Records from a data source
// src/fetch/snapshot.rs
//! Local JSON copy of a spreadsheet, for offline runs and fixtures.

use anyhow::{anyhow, Context, Result};
use serde::{Deserialize, Serialize};
use std::{fs, path::Path};
use tracing::{info, warn};

use super::{SheetInfo, SheetSource, VALUE_COLUMNS};

#[derive(Debug, Clone, PartialEq, Eq, Serialize, Deserialize)]
pub struct SnapshotSheet {
    pub title: String,
    #[serde(default)]
    pub hidden: bool,
    #[serde(default)]
    pub values: Vec<Vec<String>>,
}

#[derive(Debug, Clone, Default, PartialEq, Eq, Serialize, Deserialize)]
pub struct Snapshot {
    #[serde(default)]
    pub doc_id: Option<String>,
    pub sheets: Vec<SnapshotSheet>,
}

impl Snapshot {
    pub fn load<P: AsRef<Path>>(path: P) -> Result<Self> {
        let path = path.as_ref();
        let text = fs::read_to_string(path)
            .with_context(|| format!("reading snapshot {}", path.display()))?;
        serde_json::from_str(&text).with_context(|| format!("parsing snapshot {}", path.display()))
    }

    pub fn save<P: AsRef<Path>>(&self, path: P) -> Result<()> {
        let path = path.as_ref();
        fs::write(path, serde_json::to_string_pretty(self)?)
            .with_context(|| format!("writing snapshot {}", path.display()))
    }

    /// Copies every sheet of `doc_id` out of `source`. Sheets that fail to
    /// fetch are logged and left out.
    pub fn capture<S: SheetSource>(source: &S, doc_id: &str) -> Result<Self> {
        let mut sheets = Vec::new();
        for info in source.list_sheets(doc_id)? {
            match source.get_values(doc_id, &info.title, VALUE_COLUMNS) {
                Ok(values) => sheets.push(SnapshotSheet {
                    title: info.title,
                    hidden: info.hidden,
                    values,
                }),
                Err(e) => warn!(sheet = %info.title, error = %e, "not captured"),
            }
        }
        info!(doc_id, sheets = sheets.len(), "captured snapshot");
        Ok(Self {
            doc_id: Some(doc_id.to_string()),
            sheets,
        })
    }
}

/// Serves a [`Snapshot`] through the [`SheetSource`] interface. The
/// document id is not checked; a snapshot holds exactly one spreadsheet.
pub struct SnapshotSource {
    snapshot: Snapshot,
}

impl SnapshotSource {
    pub fn new(snapshot: Snapshot) -> Self {
        Self { snapshot }
    }

    pub fn load<P: AsRef<Path>>(path: P) -> Result<Self> {
        Snapshot::load(path).map(Self::new)
    }
}

impl SheetSource for SnapshotSource {
    fn list_sheets(&self, _doc_id: &str) -> Result<Vec<SheetInfo>> {
        Ok(self
            .snapshot
            .sheets
            .iter()
            .map(|s| SheetInfo {
                title: s.title.clone(),
                hidden: s.hidden,
            })
            .collect())
    }

    fn get_values(&self, _doc_id: &str, title: &str, _columns: &str) -> Result<Vec<Vec<String>>> {
        self.snapshot
            .sheets
            .iter()
            .find(|s| s.title == title)
            .map(|s| s.values.clone())
            .ok_or_else(|| anyhow!("sheet {:?} not in snapshot", title))
    }
}
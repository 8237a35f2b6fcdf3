//! Local key/value preferences (display name, persisted access token).

use std::collections::{BTreeMap, HashMap};
use std::fs;
use std::io;
use std::path::{Path, PathBuf};
use std::sync::RwLock;

pub const DISPLAY_NAME_KEY: &str = "user_full_name";
pub const TOKEN_KEY: &str = "typenote_token";

#[derive(Debug, thiserror::Error)]
pub enum StorageError {
    #[error("preference file I/O failed: {0}")]
    Io(#[from] io::Error),

    #[error("preference file is not valid JSON: {0}")]
    Json(#[from] serde_json::Error),
}

pub trait PreferenceStore: Send + Sync {
    fn get_item(&self, key: &str) -> Option<String>;
    fn set_item(&self, key: &str, value: &str) -> Result<(), StorageError>;
    fn remove_item(&self, key: &str) -> Result<(), StorageError>;
}

/// Stored display name, if one was saved and is not blank.
pub fn load_display_name(store: &dyn PreferenceStore) -> Option<String> {
    store
        .get_item(DISPLAY_NAME_KEY)
        .map(|v| v.trim().to_string())
        .filter(|v| !v.is_empty())
}

/// Saves the trimmed name. Blank names are ignored and return `Ok(None)`.
pub fn save_display_name(
    store: &dyn PreferenceStore,
    name: &str,
) -> Result<Option<String>, StorageError> {
    let name = name.trim();
    if name.is_empty() {
        return Ok(None);
    }
    store.set_item(DISPLAY_NAME_KEY, name)?;
    Ok(Some(name.to_string()))
}

#[derive(Debug, Default)]
pub struct MemoryStore {
    items: RwLock<HashMap<String, String>>,
}

impl MemoryStore {
    pub fn new() -> Self {
        Self::default()
    }
}

impl PreferenceStore for MemoryStore {
    fn get_item(&self, key: &str) -> Option<String> {
        let items = self.items.read().unwrap_or_else(|e| e.into_inner());
        items.get(key).cloned()
    }

    fn set_item(&self, key: &str, value: &str) -> Result<(), StorageError> {
        let mut items = self.items.write().unwrap_or_else(|e| e.into_inner());
        items.insert(key.to_string(), value.to_string());
        Ok(())
    }

    fn remove_item(&self, key: &str) -> Result<(), StorageError> {
        let mut items = self.items.write().unwrap_or_else(|e| e.into_inner());
        items.remove(key);
        Ok(())
    }
}

/// A JSON object of string values in a single file.
///
/// Every write rewrites the whole file through a sibling temp file and a
/// rename, so readers never observe a half-written file.
#[derive(Debug)]
pub struct JsonFileStore {
    path: PathBuf,
    lock: RwLock<()>,
}

impl JsonFileStore {
    pub fn new(path: impl Into<PathBuf>) -> Self {
        Self {
            path: path.into(),
            lock: RwLock::new(()),
        }
    }

    pub fn path(&self) -> &Path {
        &self.path
    }

    fn load(&self) -> Result<BTreeMap<String, String>, StorageError> {
        match fs::read_to_string(&self.path) {
            Ok(json) if json.trim().is_empty() => Ok(BTreeMap::new()),
            Ok(json) => Ok(serde_json::from_str(&json)?),
            Err(e) if e.kind() == io::ErrorKind::NotFound => Ok(BTreeMap::new()),
            Err(e) => Err(e.into()),
        }
    }

    fn save(&self, items: &BTreeMap<String, String>) -> Result<(), StorageError> {
        if let Some(dir) = self.path.parent().filter(|d| !d.as_os_str().is_empty()) {
            fs::create_dir_all(dir)?;
        }
        let json = serde_json::to_string_pretty(items)?;
        let tmp = self.path.with_extension("tmp");
        fs::write(&tmp, json)?;
        fs::rename(&tmp, &self.path)?;
        Ok(())
    }

    fn update(
        &self,
        f: impl FnOnce(&mut BTreeMap<String, String>),
    ) -> Result<(), StorageError> {
        let _guard = self.lock.write().unwrap_or_else(|e| e.into_inner());
        let mut items = self.load()?;
        f(&mut items);
        self.save(&items)
    }
}

impl PreferenceStore for JsonFileStore {
    fn get_item(&self, key: &str) -> Option<String> {
        let _guard = self.lock.read().unwrap_or_else(|e| e.into_inner());
        match self.load() {
            Ok(items) => items.get(key).cloned(),
            Err(e) => {
                tracing::warn!(path = %self.path.display(), error = %e, "Unreadable preference file");
                None
            }
        }
    }

    fn set_item(&self, key: &str, value: &str) -> Result<(), StorageError> {
        self.update(|items| {
            items.insert(key.to_string(), value.to_string());
        })
    }

    fn remove_item(&self, key: &str) -> Result<(), StorageError> {
        self.update(|items| {
            items.remove(key);
        })
    }
}
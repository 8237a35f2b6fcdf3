//! In-memory stand-ins for the remote services, shared by unit tests.

use crate::api::{ApiError, ApiErrorKind, ApiResult, CreateNoteRequest, NotesApi, UpdateNoteRequest};
use crate::auth::{AuthError, AuthProvider, AuthUser, SessionStatus, SignInOutcome, SignUpAttributes};
use crate::models::Note;
use async_trait::async_trait;
use chrono::{DateTime, Duration, Utc};
use std::collections::{HashMap, HashSet};
use std::sync::{Arc, Mutex};
use tokio::sync::Notify;

pub(crate) const OWNER: &str = "owner-1";

pub(crate) fn base_time() -> DateTime<Utc> {
    DateTime::parse_from_rfc3339("2025-06-20T08:00:00Z")
        .expect("valid timestamp")
        .with_timezone(&Utc)
}

pub(crate) fn note(id: &str, created_at: DateTime<Utc>, category_id: &str, title: &str, content: &str) -> Note {
    Note {
        owner_id: OWNER.to_string(),
        note_id: id.to_string(),
        title: title.to_string(),
        content: content.to_string(),
        category_id: category_id.to_string(),
        color_id: None,
        created_at: created_at.to_rfc3339(),
        updated_at: created_at.to_rfc3339(),
    }
}

#[derive(Clone, Copy, Debug, PartialEq, Eq, Hash)]
pub(crate) enum Op {
    List,
    Create,
    Update,
    Delete,
}

#[derive(Clone, Copy, Debug, Default, PartialEq, Eq)]
pub(crate) struct Calls {
    pub list: usize,
    pub create: usize,
    pub update: usize,
    pub delete: usize,
}

impl Calls {
    pub fn total(&self) -> usize {
        self.list + self.create + self.update + self.delete
    }
}

#[derive(Default)]
struct FakeServer {
    notes: Vec<Note>,
    next_id: u64,
    calls: Calls,
    failing: HashSet<Op>,
    last_create: Option<CreateNoteRequest>,
    last_update: Option<UpdateNoteRequest>,
}

/// Server-side note store with call counters and per-operation failure
/// switches.
#[derive(Default)]
pub(crate) struct FakeNotesApi {
    server: Mutex<FakeServer>,
}

impl FakeNotesApi {
    pub fn new() -> Self {
        Self::default()
    }

    pub fn with_notes(notes: Vec<Note>) -> Self {
        let api = Self::default();
        {
            let mut s = api.server.lock().expect("fake lock");
            s.next_id = notes.len() as u64;
            s.notes = notes;
        }
        api
    }

    pub fn fail(&self, op: Op) {
        self.server.lock().expect("fake lock").failing.insert(op);
    }

    pub fn recover(&self, op: Op) {
        self.server.lock().expect("fake lock").failing.remove(&op);
    }

    pub fn calls(&self) -> Calls {
        self.server.lock().expect("fake lock").calls
    }

    pub fn server_notes(&self) -> Vec<Note> {
        self.server.lock().expect("fake lock").notes.clone()
    }

    /// Adds a note behind the client's back (another device, say).
    pub fn insert_remote(&self, note: Note) {
        self.server.lock().expect("fake lock").notes.push(note);
    }

    pub fn last_create(&self) -> Option<CreateNoteRequest> {
        self.server.lock().expect("fake lock").last_create.clone()
    }

    pub fn last_update(&self) -> Option<UpdateNoteRequest> {
        self.server.lock().expect("fake lock").last_update.clone()
    }
}

fn check(server: &FakeServer, op: Op) -> ApiResult<()> {
    if server.failing.contains(&op) {
        Err(ApiError::new(ApiErrorKind::Network, "connection reset by peer"))
    } else {
        Ok(())
    }
}

#[async_trait]
impl NotesApi for FakeNotesApi {
    async fn list_notes(&self) -> ApiResult<Vec<Note>> {
        let mut s = self.server.lock().expect("fake lock");
        s.calls.list += 1;
        check(&s, Op::List)?;
        Ok(s.notes.clone())
    }

    async fn create_note(&self, req: &CreateNoteRequest) -> ApiResult<()> {
        let mut s = self.server.lock().expect("fake lock");
        s.calls.create += 1;
        check(&s, Op::Create)?;

        s.next_id += 1;
        let created = base_time() + Duration::minutes(s.next_id as i64);
        let id = format!("note-{}", s.next_id);
        let mut n = note(&id, created, &req.category_id, &req.title, &req.content);
        n.color_id = req.color_id.clone();
        s.notes.push(n);
        s.last_create = Some(req.clone());
        Ok(())
    }

    async fn update_note(&self, req: &UpdateNoteRequest) -> ApiResult<()> {
        let mut s = self.server.lock().expect("fake lock");
        s.calls.update += 1;
        check(&s, Op::Update)?;

        let Some(existing) = s.notes.iter_mut().find(|n| n.note_id == req.note_id) else {
            return Err(ApiError::new(ApiErrorKind::Http, "Update note (404 Not Found): no such note"));
        };
        existing.title = req.title.clone();
        existing.content = req.content.clone();
        existing.category_id = req.category_id.clone();
        existing.color_id = req.color_id.clone();
        existing.updated_at = (base_time() + Duration::days(1)).to_rfc3339();
        s.last_update = Some(req.clone());
        Ok(())
    }

    async fn delete_note(&self, note_id: &str) -> ApiResult<()> {
        let mut s = self.server.lock().expect("fake lock");
        s.calls.delete += 1;
        check(&s, Op::Delete)?;

        let before = s.notes.len();
        s.notes.retain(|n| n.note_id != note_id);
        if s.notes.len() == before {
            return Err(ApiError::new(ApiErrorKind::Http, "Delete note (404 Not Found): no such note"));
        }
        Ok(())
    }
}

/// Wraps [`FakeNotesApi`] so `list_notes` waits until the gate is opened.
pub(crate) struct GatedNotesApi {
    inner: FakeNotesApi,
    gate: Arc<Notify>,
}

impl GatedNotesApi {
    pub fn new(inner: FakeNotesApi, gate: Arc<Notify>) -> Self {
        Self { inner, gate }
    }

    pub fn calls(&self) -> Calls {
        self.inner.calls()
    }
}

#[async_trait]
impl NotesApi for GatedNotesApi {
    async fn list_notes(&self) -> ApiResult<Vec<Note>> {
        self.gate.notified().await;
        self.inner.list_notes().await
    }

    async fn create_note(&self, req: &CreateNoteRequest) -> ApiResult<()> {
        self.inner.create_note(req).await
    }

    async fn update_note(&self, req: &UpdateNoteRequest) -> ApiResult<()> {
        self.inner.update_note(req).await
    }

    async fn delete_note(&self, note_id: &str) -> ApiResult<()> {
        self.inner.delete_note(note_id).await
    }
}

pub(crate) const VALID_CODE: &str = "123456";

struct Account {
    secret: String,
    confirmed: bool,
}

#[derive(Default)]
struct FakeIdentity {
    accounts: HashMap<String, Account>,
    signed_in_as: Option<String>,
    fail_sign_out: bool,
    fail_session: bool,
    last_sign_up_attributes: Option<SignUpAttributes>,
}

#[derive(Default)]
pub(crate) struct FakeAuthProvider {
    state: Mutex<FakeIdentity>,
}

impl FakeAuthProvider {
    pub fn new() -> Self {
        Self::default()
    }

    /// A confirmed account.
    pub fn with_account(self, identity: &str, secret: &str) -> Self {
        self.state.lock().expect("fake lock").accounts.insert(
            identity.to_string(),
            Account {
                secret: secret.to_string(),
                confirmed: true,
            },
        );
        self
    }

    /// A session already persisted by the provider.
    pub fn signed_in_as(self, identity: &str) -> Self {
        self.state.lock().expect("fake lock").signed_in_as = Some(identity.to_string());
        self
    }

    pub fn fail_sign_out(self) -> Self {
        self.state.lock().expect("fake lock").fail_sign_out = true;
        self
    }

    pub fn fail_session(self) -> Self {
        self.state.lock().expect("fake lock").fail_session = true;
        self
    }

    pub fn last_sign_up_attributes(&self) -> Option<SignUpAttributes> {
        self.state.lock().expect("fake lock").last_sign_up_attributes.clone()
    }

    pub fn is_confirmed(&self, identity: &str) -> bool {
        self.state
            .lock()
            .expect("fake lock")
            .accounts
            .get(identity)
            .map(|a| a.confirmed)
            .unwrap_or(false)
    }
}

#[async_trait]
impl AuthProvider for FakeAuthProvider {
    async fn sign_up(
        &self,
        identity: &str,
        secret: &str,
        attributes: &SignUpAttributes,
    ) -> Result<(), AuthError> {
        let mut s = self.state.lock().expect("fake lock");
        if secret.len() < 8 {
            return Err(AuthError::new("Password did not conform with policy"));
        }
        if s.accounts.contains_key(identity) {
            return Err(AuthError::new("User already exists"));
        }
        s.accounts.insert(
            identity.to_string(),
            Account {
                secret: secret.to_string(),
                confirmed: false,
            },
        );
        s.last_sign_up_attributes = Some(attributes.clone());
        Ok(())
    }

    async fn confirm_sign_up(&self, identity: &str, code: &str) -> Result<(), AuthError> {
        let mut s = self.state.lock().expect("fake lock");
        match s.accounts.get_mut(identity) {
            Some(account) if code == VALID_CODE => {
                account.confirmed = true;
                Ok(())
            }
            Some(_) => Err(AuthError::new("Invalid verification code provided")),
            None => Err(AuthError::new("User does not exist")),
        }
    }

    async fn sign_in(&self, identity: &str, secret: &str) -> Result<SignInOutcome, AuthError> {
        let mut s = self.state.lock().expect("fake lock");
        let verdict = s
            .accounts
            .get(identity)
            .map(|a| (a.secret == secret, a.confirmed));
        match verdict {
            Some((true, true)) => {
                s.signed_in_as = Some(identity.to_string());
                Ok(SignInOutcome { is_signed_in: true })
            }
            Some((true, false)) => Ok(SignInOutcome { is_signed_in: false }),
            _ => Err(AuthError::new("Incorrect username or password")),
        }
    }

    async fn sign_out(&self) -> Result<(), AuthError> {
        let mut s = self.state.lock().expect("fake lock");
        if s.fail_sign_out {
            return Err(AuthError::new("Network unavailable"));
        }
        s.signed_in_as = None;
        Ok(())
    }

    async fn fetch_session(&self) -> Result<SessionStatus, AuthError> {
        let s = self.state.lock().expect("fake lock");
        if s.fail_session {
            return Err(AuthError::new("Session refresh failed"));
        }
        Ok(SessionStatus {
            is_signed_in: s.signed_in_as.is_some(),
        })
    }

    async fn current_user(&self) -> Result<AuthUser, AuthError> {
        let s = self.state.lock().expect("fake lock");
        s.signed_in_as
            .clone()
            .map(|identity| AuthUser { identity })
            .ok_or_else(|| AuthError::new("No current user"))
    }
}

- _WORK REQUEST_: Repeat only what runs from the line holding "Some((true, false)) =>" to the end of the data, keeping every line exactly as written, first and last included.

- _EXPECTED OUTPUT_:
            Some((true, false)) => Ok(SignInOutcome { is_signed_in: false }),
            _ => Err(AuthError::new("Incorrect username or password")),
        }
    }

    async fn sign_out(&self) -> Result<(), AuthError> {
        let mut s = self.state.lock().expect("fake lock");
        if s.fail_sign_out {
            return Err(AuthError::new("Network unavailable"));
        }
        s.signed_in_as = None;
        Ok(())
    }

    async fn fetch_session(&self) -> Result<SessionStatus, AuthError> {
        let s = self.state.lock().expect("fake lock");
        if s.fail_session {
            return Err(AuthError::new("Session refresh failed"));
        }
        Ok(SessionStatus {
            is_signed_in: s.signed_in_as.is_some(),
        })
    }

    async fn current_user(&self) -> Result<AuthUser, AuthError> {
        let s = self.state.lock().expect("fake lock");
        s.signed_in_as
            .clone()
            .map(|identity| AuthUser { identity })
            .ok_or_else(|| AuthError::new("No current user"))
    }
}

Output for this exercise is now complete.